Le Gouvernement a inscrit dans le projet de loi de finances pour 2024 un dispositif de garantie pour aller chercher ces déchets lorsque des solutions technologiques permettront d’envoyer des robots en toute autonomie. Il crée donc, dès maintenant, les conditions budgétaires et juridiques pour remplir pleinement nos obligations vis-à-vis des générations futures, afin qu’elles puissent vivre dans un environnement équilibré et respectueux de la santé.

Le Gouvernement agit sur cette question avec une volonté indéfectible de protéger la nappe d’Alsace, de préserver la sécurité des mineurs de fond et le droit des générations futures, en y consacrant les moyens financiers nécessaires, y compris pour assurer durablement la maintenance courante des galeries de la mine.

M. le président.

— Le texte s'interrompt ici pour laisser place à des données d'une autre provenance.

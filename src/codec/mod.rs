//! codec
//!
//! The codec contract and the two concrete codecs.
//!
//! # Architecture
//!
//! Each metadata scheme has one codec implementing [`MetadataCodec`]:
//!
//! - [`a1111`] - the comma-separated `key: value` text convention
//! - [`fooocus`] - the structured JSON key-value convention
//!
//! Codecs share [`ParserState`], the per-image record of resolved model
//! identities populated once through `set_data` and consumed by
//! `serialize`. Dispatch is [`codec_for_scheme`] over the closed
//! [`MetadataScheme`] set.
//!
//! # Lifecycle
//!
//! One codec instance serves one parse-then-serialize cycle for a single
//! image: construct, optionally `parse`, `set_data` with the resolved
//! generation settings, `serialize`. Instances are not reused across
//! unrelated images.
//!
//! # Error policy
//!
//! Parsing is best-effort: malformed individual fields and unresolvable
//! model references are logged at warn level and skipped, never fatal.
//! Contract violations (wrong raw shape for the scheme, missing required
//! serialize input) propagate as [`MetadataError`].

pub mod a1111;
pub mod fooocus;

use std::path::PathBuf;

use crate::catalog::{file_stem, ModelCatalog};
use crate::hash::HashCache;
use crate::styles::{NoStyles, StyleExtractor};
use crate::types::{
    MetadataError, MetadataScheme, ParameterEntry, ParsedMetadata, RawParameters,
};

pub use a1111::A1111Codec;
pub use fooocus::FooocusCodec;

/// Shared environment for codec operations.
///
/// Owns the installed-model catalog, the style extractor, the content-hash
/// cache, and the attribution written into serialized metadata. The caller
/// controls the lifetime; holding one context per batch run reuses hash
/// computations across images.
pub struct MetadataContext {
    pub catalog: ModelCatalog,
    pub style_extractor: Box<dyn StyleExtractor>,
    pub hash_cache: HashCache,
    /// Directory joined with base/refiner model filenames for hashing.
    pub checkpoints_dir: PathBuf,
    /// Directory joined with LoRA filenames for hashing.
    pub loras_dir: PathBuf,
    /// Attribution appended to serialized metadata when non-empty.
    pub created_by: String,
}

impl MetadataContext {
    pub fn new(
        catalog: ModelCatalog,
        checkpoints_dir: impl Into<PathBuf>,
        loras_dir: impl Into<PathBuf>,
    ) -> Self {
        Self {
            catalog,
            style_extractor: Box::new(NoStyles),
            hash_cache: HashCache::sha256(),
            checkpoints_dir: checkpoints_dir.into(),
            loras_dir: loras_dir.into(),
            created_by: String::new(),
        }
    }

    pub fn with_style_extractor(mut self, extractor: Box<dyn StyleExtractor>) -> Self {
        self.style_extractor = extractor;
        self
    }

    pub fn with_hash_cache(mut self, cache: HashCache) -> Self {
        self.hash_cache = cache;
        self
    }

    pub fn with_created_by(mut self, created_by: impl Into<String>) -> Self {
        self.created_by = created_by.into();
        self
    }
}

impl std::fmt::Debug for MetadataContext {
    fn fmt(&self, f: &mut std::fmt::Formatter<'_>) -> std::fmt::Result {
        f.debug_struct("MetadataContext")
            .field("catalog", &self.catalog)
            .field("hash_cache", &self.hash_cache)
            .field("checkpoints_dir", &self.checkpoints_dir)
            .field("loras_dir", &self.loras_dir)
            .field("created_by", &self.created_by)
            .finish_non_exhaustive()
    }
}

/// Resolved generation settings for one rendered image.
///
/// Model and LoRA identities are given as installed filenames; `set_data`
/// reduces them to stems and content hashes.
#[derive(Debug, Clone, Default, PartialEq)]
pub struct GenerationData {
    pub full_prompt: String,
    pub full_negative_prompt: String,
    pub steps: u32,
    pub base_model: String,
    /// Empty string or `"None"` means no refiner.
    pub refiner_model: String,
    /// `(filename, weight)` pairs; entries named `"None"` are skipped.
    pub loras: Vec<(String, f64)>,
}

/// A resolved LoRA: stem, weight, and content hash.
#[derive(Debug, Clone, PartialEq)]
pub struct LoraReference {
    pub name: String,
    pub weight: f64,
    pub hash: String,
}

/// Per-image mutable state shared by all codecs.
///
/// Constructed with defaults, populated once via [`ParserState::populate`],
/// consumed by `serialize`.
#[derive(Debug, Clone, PartialEq)]
pub struct ParserState {
    pub full_prompt: String,
    pub full_negative_prompt: String,
    pub steps: u32,
    pub base_model_name: String,
    pub base_model_hash: String,
    pub refiner_model_name: String,
    pub refiner_model_hash: String,
    pub loras: Vec<LoraReference>,
}

impl Default for ParserState {
    fn default() -> Self {
        Self {
            full_prompt: String::new(),
            full_negative_prompt: String::new(),
            steps: 30,
            base_model_name: String::new(),
            base_model_hash: String::new(),
            refiner_model_name: String::new(),
            refiner_model_hash: String::new(),
            loras: Vec::new(),
        }
    }
}

impl ParserState {
    /// Whether a refiner model was set.
    pub fn has_refiner(&self) -> bool {
        !matches!(self.refiner_model_name.as_str(), "" | "None")
    }

    /// Populate from resolved generation settings.
    ///
    /// Filenames are reduced to stems; content hashes come from the
    /// context's hash cache. A refiner filename of `""` or `"None"` leaves
    /// the refiner fields empty. LoRAs named `"None"` are dropped; the
    /// rest keep their input order.
    pub fn populate(
        &mut self,
        ctx: &mut MetadataContext,
        data: GenerationData,
    ) -> Result<(), MetadataError> {
        self.full_prompt = data.full_prompt;
        self.full_negative_prompt = data.full_negative_prompt;
        self.steps = data.steps;

        self.base_model_name = file_stem(&data.base_model).to_string();
        let base_path = ctx.checkpoints_dir.join(&data.base_model);
        self.base_model_hash = ctx.hash_cache.get_hash(&base_path)?;

        if !matches!(data.refiner_model.as_str(), "" | "None") {
            self.refiner_model_name = file_stem(&data.refiner_model).to_string();
            let refiner_path = ctx.checkpoints_dir.join(&data.refiner_model);
            self.refiner_model_hash = ctx.hash_cache.get_hash(&refiner_path)?;
        } else {
            self.refiner_model_name.clear();
            self.refiner_model_hash.clear();
        }

        self.loras.clear();
        for (lora_name, weight) in data.loras {
            if lora_name == "None" {
                continue;
            }
            let lora_path = ctx.loras_dir.join(&lora_name);
            let hash = ctx.hash_cache.get_hash(&lora_path)?;
            self.loras.push(LoraReference {
                name: file_stem(&lora_name).to_string(),
                weight,
                hash,
            });
        }

        Ok(())
    }
}

/// The per-scheme codec contract.
pub trait MetadataCodec {
    /// Identity tag.
    fn scheme(&self) -> MetadataScheme;

    /// Shared per-image state.
    fn state(&self) -> &ParserState;
    fn state_mut(&mut self) -> &mut ParserState;

    /// Turn raw extracted metadata into the normalized canonical mapping.
    ///
    /// Malformed individual fields are skipped with a logged warning.
    /// Handing a codec the raw shape of the other scheme is a contract
    /// violation and returns [`MetadataError::SchemeMismatch`].
    fn parse(
        &self,
        ctx: &MetadataContext,
        raw: &RawParameters,
    ) -> Result<ParsedMetadata, MetadataError>;

    /// Render the final embeddable text for this scheme.
    fn serialize(
        &self,
        ctx: &MetadataContext,
        entries: &[ParameterEntry],
    ) -> Result<String, MetadataError>;

    /// Resolve and store per-image generation settings.
    fn set_data(
        &mut self,
        ctx: &mut MetadataContext,
        data: GenerationData,
    ) -> Result<(), MetadataError> {
        self.state_mut().populate(ctx, data)
    }
}

/// Select the codec for a scheme.
///
/// The scheme set is closed; this match is exhaustive by construction, so
/// an unsupported scheme cannot be requested.
pub fn codec_for_scheme(scheme: MetadataScheme) -> Box<dyn MetadataCodec> {
    match scheme {
        MetadataScheme::A1111 => Box::new(A1111Codec::default()),
        MetadataScheme::Fooocus => Box::new(FooocusCodec::default()),
    }
}
//! codec::a1111
//!
//! The comma-separated `key: value` text convention.
//!
//! # Layout
//!
//! ```text
//! <prompt, possibly multi-line>
//! Negative prompt: <negative prompt, possibly multi-line>
//! Steps: 30, Sampler: dpmpp_2m_sde_gpu, CFG scale: 4.0, Seed: 12345, Size: 1024x1024, ...
//! ```
//!
//! The last line holds the parameter pairs. A key is a word possibly
//! containing spaces, hyphens or slashes; a value is either a
//! double-quoted string with backslash escapes or any text up to the next
//! top-level comma. A last line with fewer than three recognizable pairs
//! is not a parameter line and is rewound into prompt text. That ≥3-pair
//! heuristic is ambiguous for prompts that coincidentally look like
//! parameter lists, but it is what the installed base writes and reads, so
//! it is preserved exactly.

use std::collections::HashMap;
use std::sync::LazyLock;

use regex::Regex;
use serde_json::Value;
use tracing::warn;

use super::{MetadataCodec, MetadataContext, ParserState};
use crate::catalog::file_stem;
use crate::performance::Performance;
use crate::types::{
    parse_resolution, MetadataError, MetadataScheme, ParameterEntry, ParsedMetadata,
    RawParameters,
};

/// One `key: value` pair on the parameter line.
static RE_PARAM: LazyLock<Regex> = LazyLock::new(|| {
    Regex::new(r#"\s*(\w[\w \-/]+):\s*("(?:\\.|[^\\"])+"|[^,]*)(?:,|$)"#)
        .expect("valid parameter grammar regex")
});

/// A `<width>x<height>` value.
static RE_IMAGE_SIZE: LazyLock<Regex> =
    LazyLock::new(|| Regex::new(r"^(\d+)x(\d+)$").expect("valid image size regex"));

/// Canonical key to display label, fixed by the established convention.
const KEY_LABELS: [(&str, &str); 22] = [
    ("negative_prompt", "Negative prompt"),
    ("styles", "Styles"),
    ("performance", "Performance"),
    ("steps", "Steps"),
    ("sampler", "Sampler"),
    ("guidance_scale", "CFG scale"),
    ("seed", "Seed"),
    ("resolution", "Size"),
    ("sharpness", "Sharpness"),
    ("adm_guidance", "ADM Guidance"),
    ("refiner_swap_method", "Refiner Swap Method"),
    ("adaptive_cfg", "Adaptive CFG"),
    ("overwrite_switch", "Overwrite Switch"),
    ("freeu", "FreeU"),
    ("base_model", "Model"),
    ("base_model_hash", "Model hash"),
    ("refiner_model", "Refiner"),
    ("refiner_model_hash", "Refiner hash"),
    ("lora_hashes", "Lora hashes"),
    ("lora_weights", "Lora weights"),
    ("created_by", "User"),
    ("version", "Version"),
];

static KEY_TO_LABEL: LazyLock<HashMap<&'static str, &'static str>> =
    LazyLock::new(|| KEY_LABELS.into_iter().collect());

static LABEL_TO_KEY: LazyLock<HashMap<&'static str, &'static str>> =
    LazyLock::new(|| KEY_LABELS.into_iter().map(|(k, l)| (l, k)).collect());

fn label_for(key: &str) -> &'static str {
    KEY_TO_LABEL
        .get(key)
        .copied()
        .expect("canonical key present in label table")
}

/// Quote a value for the parameter line.
///
/// Values containing a comma, colon or newline are JSON-string quoted so
/// the pair grammar can recover them; everything else passes through bare.
pub fn quote(text: &str) -> String {
    if !text.contains(',') && !text.contains(':') && !text.contains('\n') {
        return text.to_string();
    }
    serde_json::to_string(text).expect("string serialization is infallible")
}

/// Undo [`quote`] on a double-quoted value.
pub fn unquote(text: &str) -> Result<String, serde_json::Error> {
    serde_json::from_str(text)
}

/// Codec for the A1111 text convention.
#[derive(Debug, Default)]
pub struct A1111Codec {
    state: ParserState,
}

impl A1111Codec {
    fn negative_label() -> &'static str {
        label_for("negative_prompt")
    }
}

impl MetadataCodec for A1111Codec {
    fn scheme(&self) -> MetadataScheme {
        MetadataScheme::A1111
    }

    fn state(&self) -> &ParserState {
        &self.state
    }

    fn state_mut(&mut self) -> &mut ParserState {
        &mut self.state
    }

    fn parse(
        &self,
        ctx: &MetadataContext,
        raw: &RawParameters,
    ) -> Result<ParsedMetadata, MetadataError> {
        let RawParameters::Text(text) = raw else {
            return Err(MetadataError::SchemeMismatch {
                scheme: self.scheme(),
                got: raw.kind(),
            });
        };

        let mut lines: Vec<&str> = text.trim().lines().collect();
        let mut lastline = lines.pop().unwrap_or("");
        if RE_PARAM.captures_iter(lastline).count() < 3 {
            // Not parameter-shaped: the line is prompt text after all.
            lines.push(lastline);
            lastline = "";
        }

        let negative_prefix = format!("{}:", Self::negative_label());
        let mut prompt = String::new();
        let mut negative_prompt = String::new();
        let mut in_negative = false;
        for line in lines {
            let mut line = line.trim();
            if let Some(rest) = line.strip_prefix(&negative_prefix) {
                in_negative = true;
                line = rest.trim();
            }
            let target = if in_negative {
                &mut negative_prompt
            } else {
                &mut prompt
            };
            if !target.is_empty() {
                target.push('\n');
            }
            target.push_str(line);
        }

        let extraction = ctx.style_extractor.extract(&prompt, &negative_prompt);
        let mut data = ParsedMetadata::new();
        data.insert("prompt".into(), Value::String(extraction.prompt));
        data.insert(
            "negative_prompt".into(),
            Value::String(extraction.negative_prompt),
        );
        data.insert(
            "styles".into(),
            Value::Array(extraction.styles.into_iter().map(Value::String).collect()),
        );

        for caps in RE_PARAM.captures_iter(lastline) {
            let label = caps.get(1).map_or("", |m| m.as_str());
            let raw_value = caps.get(2).map_or("", |m| m.as_str());

            let value = if raw_value.len() >= 2
                && raw_value.starts_with('"')
                && raw_value.ends_with('"')
            {
                match unquote(raw_value) {
                    Ok(unquoted) => unquoted,
                    Err(err) => {
                        warn!(label, value = raw_value, %err, "skipping unparseable quoted value");
                        continue;
                    }
                }
            } else {
                raw_value.to_string()
            };

            if let Some(size) = RE_IMAGE_SIZE.captures(&value) {
                data.insert(
                    "resolution".into(),
                    Value::Array(vec![
                        Value::String(size[1].to_string()),
                        Value::String(size[2].to_string()),
                    ]),
                );
            } else if let Some(key) = LABEL_TO_KEY.get(label) {
                data.insert((*key).to_string(), Value::String(value));
            } else {
                warn!(label, value, "skipping unrecognized parameter");
            }
        }

        // Direct imports carry steps but no performance tier.
        if !data.contains_key("performance") {
            if let Some(Value::String(steps)) = data.get("steps") {
                if let Some(tier) = steps.parse().ok().and_then(Performance::from_steps) {
                    data.insert(
                        "performance".into(),
                        Value::String(tier.as_str().to_string()),
                    );
                }
            }
        }

        if let Some(Value::String(stem)) = data.get("base_model") {
            if let Some(filename) = ctx.catalog.resolve_model_stem(stem) {
                let filename = filename.to_string();
                data.insert("base_model".into(), Value::String(filename));
            }
        }

        if let Some(Value::String(lora_hashes)) = data.get("lora_hashes").cloned().as_ref() {
            for (index, lora) in lora_hashes.split(", ").enumerate() {
                let mut parts = lora.split(": ");
                let (Some(name), Some(_hash), Some(weight), None) =
                    (parts.next(), parts.next(), parts.next(), parts.next())
                else {
                    warn!(entry = lora, "skipping malformed lora hash entry");
                    continue;
                };
                if let Some(filename) = ctx.catalog.resolve_lora_stem(name) {
                    data.insert(
                        format!("lora_combined_{}", index + 1),
                        Value::String(format!("{filename} : {weight}")),
                    );
                }
            }
        }

        Ok(data)
    }

    fn serialize(
        &self,
        ctx: &MetadataContext,
        entries: &[ParameterEntry],
    ) -> Result<String, MetadataError> {
        let data: HashMap<&str, &Value> = entries
            .iter()
            .map(|entry| (entry.key.as_str(), &entry.value))
            .collect();
        let require = |key: &'static str| -> Result<String, MetadataError> {
            data.get(key)
                .map(|value| value_text(value))
                .ok_or(MetadataError::MissingField(key))
        };

        let (width, height) = parse_resolution(
            data.get("resolution")
                .ok_or(MetadataError::MissingField("resolution"))?,
        )?;

        let mut params: std::collections::BTreeMap<&'static str, String> =
            std::collections::BTreeMap::new();
        params.insert(label_for("performance"), require("performance")?);
        params.insert(label_for("steps"), self.state.steps.to_string());
        params.insert(label_for("sampler"), require("sampler")?);
        params.insert(label_for("seed"), require("seed")?);
        params.insert(label_for("resolution"), format!("{width}x{height}"));
        params.insert(label_for("guidance_scale"), require("guidance_scale")?);
        params.insert(label_for("sharpness"), require("sharpness")?);
        params.insert(label_for("adm_guidance"), require("adm_guidance")?);
        params.insert(
            label_for("base_model"),
            file_stem(&require("base_model")?).to_string(),
        );
        params.insert(
            label_for("base_model_hash"),
            self.state.base_model_hash.clone(),
        );

        if self.state.has_refiner() {
            params.insert(
                label_for("refiner_model"),
                self.state.refiner_model_name.clone(),
            );
            params.insert(
                label_for("refiner_model_hash"),
                self.state.refiner_model_hash.clone(),
            );
        }

        for key in [
            "adaptive_cfg",
            "overwrite_switch",
            "refiner_swap_method",
            "freeu",
        ] {
            if let Some(value) = data.get(key) {
                params.insert(label_for(key), value_text(value));
            }
        }

        let lora_hashes = self
            .state
            .loras
            .iter()
            .map(|lora| format!("{}: {}: {}", lora.name, lora.hash, lora.weight))
            .collect::<Vec<_>>()
            .join(", ");
        params.insert(label_for("lora_hashes"), lora_hashes);
        params.insert(label_for("version"), require("version")?);

        if !ctx.created_by.is_empty() {
            params.insert(label_for("created_by"), ctx.created_by.clone());
        }

        // BTreeMap iteration renders the pairs sorted by display label.
        let params_text = params
            .iter()
            .map(|(label, value)| {
                if *label == value.as_str() {
                    (*label).to_string()
                } else {
                    format!("{label}: {}", quote(value))
                }
            })
            .collect::<Vec<_>>()
            .join(", ");

        let negative_text = if self.state.full_negative_prompt.is_empty() {
            String::new()
        } else {
            format!(
                "\n{}: {}",
                Self::negative_label(),
                self.state.full_negative_prompt
            )
        };

        Ok(format!(
            "{}{}\n{}",
            self.state.full_prompt, negative_text, params_text
        )
        .trim()
        .to_string())
    }
}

La parole est à M. Emmanuel Fernandes.

M. Emmanuel Fernandes. Je répète que 2027 n'est pas la date à partir de laquelle l'enfouissement ne serait plus possible, mais seulement la date de fin de validité de l'autorisation d'exploitation du site accordée par l'arrêté préfectoral de 1997, qui n'est d'ailleurs fondée sur aucune étude scientifique.

S'agissant des potentiels accidents du travail liés à l'extraction des déchets mercuriels, je rappelle que les manipulations liées à l'extraction du produit le plus toxique, qui étaient les plus complexes et les plus susceptibles de générer des accidents, ne seront désormais plus nécessaires pour atteindre les colis de poisons et extraire les 42 000 tonnes de déchets toxiques toujours présents à quelque 500 mètres de la plus grande nappe phréatique d'Europe. Si elle est amenée à progresser encore, la robotique permet déjà les manœuvres en question : en Allemagne, certaines entreprises possèdent des bras télescopiques de cinquante mètres de long, capables d'aller chercher ces déchets sous terre, et d'autres expériences internationales sont des réussites, à l'image de celles menées par la Suisse à la décharge de Bonfol, dans le Jura, où sont stockés des déchets toxiques industriels, et à la décharge pour déchets spéciaux de Kölliken. Inutile, donc, de tabler sur la progression de la robotique dans le futur.